• **ACTION ITEM**:
In the listing, find every line that has the string "type" and copy it.

• **STUDY MATERIAL**:

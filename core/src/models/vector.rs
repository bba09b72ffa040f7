//! TF-IDF vector space model.
//!
//! Document weights are `tf(t,d) * ln(N / n_t) / |d|`, where `|d|` is the L2
//! norm of the unnormalized weights of `d`. Postings are kept in descending
//! weight order for the Buckley-Lewit ranking.

use super::RetrievalModel;
use crate::cleanup::{is_stop_word, remove_symbols, StopWords};
use crate::config::EngineConfig;
use crate::porter::stem;
use crate::{Document, Posting};
use lazy_static::lazy_static;
use regex::Regex;
use std::collections::HashMap;

lazy_static! {
    static ref SPACES: Regex = Regex::new(r" +").expect("valid regex");
}

/// term -> postings sorted by weight, highest first.
pub type WeightedInvertedList = HashMap<String, Vec<Posting>>;

fn term_frequencies(terms: &[String]) -> HashMap<&str, u32> {
    let mut tf = HashMap::new();
    for t in terms {
        *tf.entry(t.as_str()).or_insert(0) += 1;
    }
    tf
}

/// Weights for one flavour of term lists (stemmed or not).
#[derive(Debug, Default)]
pub struct VectorIndex {
    num_docs: usize,
    /// Number of documents containing each term at least once.
    document_frequency: HashMap<String, u32>,
    norms: Vec<f64>,
    postings: WeightedInvertedList,
}

impl VectorIndex {
    fn build<'a>(term_lists: impl Iterator<Item = &'a [String]> + Clone, num_docs: usize) -> Self {
        let mut document_frequency: HashMap<String, u32> = HashMap::new();
        for terms in term_lists.clone() {
            for term in term_frequencies(terms).into_keys() {
                *document_frequency.entry(term.to_string()).or_insert(0) += 1;
            }
        }
        let mut index = Self { num_docs, document_frequency, norms: Vec::with_capacity(num_docs), postings: HashMap::new() };

        for (doc_id, terms) in term_lists.enumerate() {
            let tf = term_frequencies(terms);
            let raw: Vec<(&str, f64)> = tf.iter().map(|(&t, &f)| (t, f64::from(f) * index.idf(t))).collect();
            let mut norm = raw.iter().map(|(_, w)| w * w).sum::<f64>().sqrt();
            if norm == 0.0 {
                norm = 1.0;
            }
            index.norms.push(norm);
            for (term, w) in raw {
                index
                    .postings
                    .entry(term.to_string())
                    .or_default()
                    .push(Posting { doc_id: doc_id as u32, weight: w / norm });
            }
        }
        for list in index.postings.values_mut() {
            list.sort_by(|a, b| b.weight.total_cmp(&a.weight).then(a.doc_id.cmp(&b.doc_id)));
        }
        index
    }

    pub fn num_docs(&self) -> usize {
        self.num_docs
    }

    /// `ln(N / n_t)`, zero for unknown terms.
    pub fn idf(&self, term: &str) -> f64 {
        match self.document_frequency.get(term) {
            Some(&n) if n > 0 => (self.num_docs as f64 / f64::from(n)).ln(),
            _ => 0.0,
        }
    }

    pub fn postings(&self) -> &WeightedInvertedList {
        &self.postings
    }

    pub fn norm(&self, doc_id: usize) -> Option<f64> {
        self.norms.get(doc_id).copied()
    }

    /// Normalized weight of every distinct term of a document.
    pub fn document_vector(&self, doc_id: usize, terms: &[String]) -> HashMap<String, f64> {
        let norm = self.norm(doc_id).unwrap_or(1.0);
        term_frequencies(terms)
            .into_iter()
            .map(|(t, f)| (t.to_string(), f64::from(f) * self.idf(t) / norm))
            .collect()
    }

    /// `(0.5 + 0.5 * tf / max_tf) * ln(N / df)` over the raw query term frequencies.
    /// Zero when the term is absent from the query or from the collection.
    pub fn query_term_weight(&self, query_terms: &[String], term: &str) -> f64 {
        let tf = term_frequencies(query_terms);
        let max_tf = tf.values().copied().max().unwrap_or(1).max(1);
        let Some(&f) = tf.get(term) else {
            return 0.0;
        };
        let Some(df) = self.postings.get(term).map(Vec::len).filter(|&n| n > 0) else {
            return 0.0;
        };
        (0.5 + 0.5 * f64::from(f) / f64::from(max_tf)) * (self.num_docs as f64 / df as f64).ln()
    }

    /// Distinct query terms with their weights, highest weight first.
    pub fn query_vector(&self, query_terms: &[String]) -> Vec<(String, f64)> {
        let mut seen: Vec<&String> = Vec::new();
        for t in query_terms {
            if !seen.contains(&t) {
                seen.push(t);
            }
        }
        let mut vector: Vec<(String, f64)> =
            seen.into_iter().map(|t| (t.clone(), self.query_term_weight(query_terms, t))).collect();
        vector.sort_by(|a, b| b.1.total_cmp(&a.1).then_with(|| a.0.cmp(&b.0)));
        vector
    }
}

pub struct VectorSpaceModel {
    stop_words: StopWords,
    stemmed: VectorIndex,
    non_stemmed: VectorIndex,
}

/// Weighted terms of one document.
#[derive(Debug, Clone, PartialEq)]
pub struct DocumentVector {
    pub weights: HashMap<String, f64>,
    pub stemming: bool,
    pub stopword_filtering: bool,
}

impl VectorSpaceModel {
    pub fn index(&self, stemming: bool) -> &VectorIndex {
        if stemming { &self.stemmed } else { &self.non_stemmed }
    }

    /// Query terms after stopword removal, symbol stripping and optional stemming.
    pub fn query_terms(&self, query: &str, stemming: bool, stopword_filtering: bool) -> Vec<String> {
        let normalized = self.query_to_representation(query);
        normalized
            .split(' ')
            .filter(|raw| !(stopword_filtering && is_stop_word(raw, &self.stop_words)))
            .map(remove_symbols)
            .filter(|t| !t.is_empty())
            .map(|t| if stemming { stem(&t) } else { t })
            .collect()
    }
}

impl RetrievalModel for VectorSpaceModel {
    type DocumentRepr = DocumentVector;
    type QueryRepr = String;

    fn build(collection: &[Document], stop_words: &StopWords, _config: &EngineConfig) -> Self {
        let n = collection.len();
        let stemmed = VectorIndex::build(collection.iter().map(|d| d.stemmed_terms.as_slice()), n);
        let non_stemmed = VectorIndex::build(collection.iter().map(|d| d.terms.as_slice()), n);
        tracing::debug!(
            stemmed_terms = stemmed.postings.len(),
            terms = non_stemmed.postings.len(),
            "weighted inverted lists built"
        );
        Self { stop_words: stop_words.clone(), stemmed, non_stemmed }
    }

    fn document_to_representation(&self, document: &Document, stopword_filtering: bool, stemming: bool) -> DocumentVector {
        let terms = if stemming { &document.stemmed_terms } else { &document.terms };
        DocumentVector {
            weights: self.index(stemming).document_vector(document.document_id as usize, terms),
            stemming,
            stopword_filtering,
        }
    }

    /// Lowercased, trimmed, runs of spaces collapsed.
    fn query_to_representation(&self, query: &str) -> String {
        SPACES.replace_all(query.to_lowercase().trim(), " ").into_owned()
    }

    /// Full dot product of the query vector with the document vector.
    fn matches(&self, document: &DocumentVector, query: &String) -> f64 {
        let terms = self.query_terms(query, document.stemming, document.stopword_filtering);
        self.index(document.stemming)
            .query_vector(&terms)
            .iter()
            .map(|(t, w)| w * document.weights.get(t).copied().unwrap_or(0.0))
            .sum()
    }
}

#[cfg(test)]
mod tests {
    use super::*;
    use crate::porter::stem_all;

    fn corpus() -> Vec<Document> {
        let mut docs = vec![
            Document::new(0, "a", "fox fox crow"),
            Document::new(1, "b", "crow grapes"),
            Document::new(2, "c", "lion mouse"),
            Document::new(3, "d", "fox grapes grapes grapes"),
        ];
        stem_all(&mut docs);
        docs
    }

    #[test]
    fn weights_follow_tf_idf() {
        let docs = corpus();
        let model = VectorSpaceModel::build(&docs, &StopWords::new(), &EngineConfig::default());
        let idx = model.index(false);
        let ln2 = 2f64.ln();
        assert!((idx.idf("fox") - ln2).abs() < 1e-12);
        assert_eq!(idx.idf("wolf"), 0.0);

        // doc 0: fox tf 2, crow tf 1, both idf ln 2 -> norm = ln2 * sqrt(5)
        let norm0 = ln2 * 5f64.sqrt();
        assert!((idx.norm(0).unwrap() - norm0).abs() < 1e-12);
        let fox = &idx.postings()["fox"];
        assert_eq!(fox.len(), 2);
        assert_eq!(fox[0].doc_id, 0);
        assert!((fox[0].weight - 2.0 * ln2 / norm0).abs() < 1e-12);
        assert!(fox[0].weight >= fox[1].weight);
    }

    #[test]
    fn postings_sorted_by_weight() {
        let docs = corpus();
        let model = VectorSpaceModel::build(&docs, &StopWords::new(), &EngineConfig::default());
        for list in model.index(true).postings().values() {
            assert!(list.windows(2).all(|w| w[0].weight >= w[1].weight));
        }
    }

    #[test]
    fn query_weights() {
        let docs = corpus();
        let model = VectorSpaceModel::build(&docs, &StopWords::new(), &EngineConfig::default());
        let idx = model.index(false);
        let q: Vec<String> = ["fox", "fox", "lion", "wolf"].iter().map(|s| s.to_string()).collect();
        let ln2 = 2f64.ln();
        assert!((idx.query_term_weight(&q, "fox") - ln2).abs() < 1e-12);
        assert!((idx.query_term_weight(&q, "lion") - 0.75 * 4f64.ln()).abs() < 1e-12);
        assert_eq!(idx.query_term_weight(&q, "wolf"), 0.0);
        assert_eq!(idx.query_term_weight(&q, "crow"), 0.0);

        let v = idx.query_vector(&q);
        assert_eq!(v.iter().map(|(t, _)| t.as_str()).collect::<Vec<_>>(), vec!["lion", "fox", "wolf"]);
    }

    #[test]
    fn query_representation_and_terms() {
        let stop_words: StopWords = ["the".to_string()].into_iter().collect();
        let model = VectorSpaceModel::build(&corpus(), &stop_words, &EngineConfig::default());
        assert_eq!(model.query_to_representation("  The   Fox's  GRAPES "), "the fox's grapes");
        assert_eq!(model.query_terms("The Fox's grapes", false, true), vec!["fox", "grapes"]);
        assert_eq!(model.query_terms("The Fox's grapes", true, false), vec!["the", "fox", "grape"]);
    }

    #[test]
    fn matches_is_dot_product() {
        let docs = corpus();
        let model = VectorSpaceModel::build(&docs, &StopWords::new(), &EngineConfig::default());
        let d0 = model.document_to_representation(&docs[0], false, false);
        let d2 = model.document_to_representation(&docs[2], false, false);
        let idx = model.index(false);
        let expected = idx.query_term_weight(&["fox".to_string()], "fox") * d0.weights["fox"];
        assert!((model.matches(&d0, &"fox".to_string()) - expected).abs() < 1e-12);
        assert_eq!(model.matches(&d2, &"fox".to_string()), 0.0);
    }
}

• **YOUR SOLUTION**:
pub type WeightedInvertedList = HashMap<String, Vec<Posting>>;
    type DocumentRepr = DocumentVector;
    type QueryRepr = String;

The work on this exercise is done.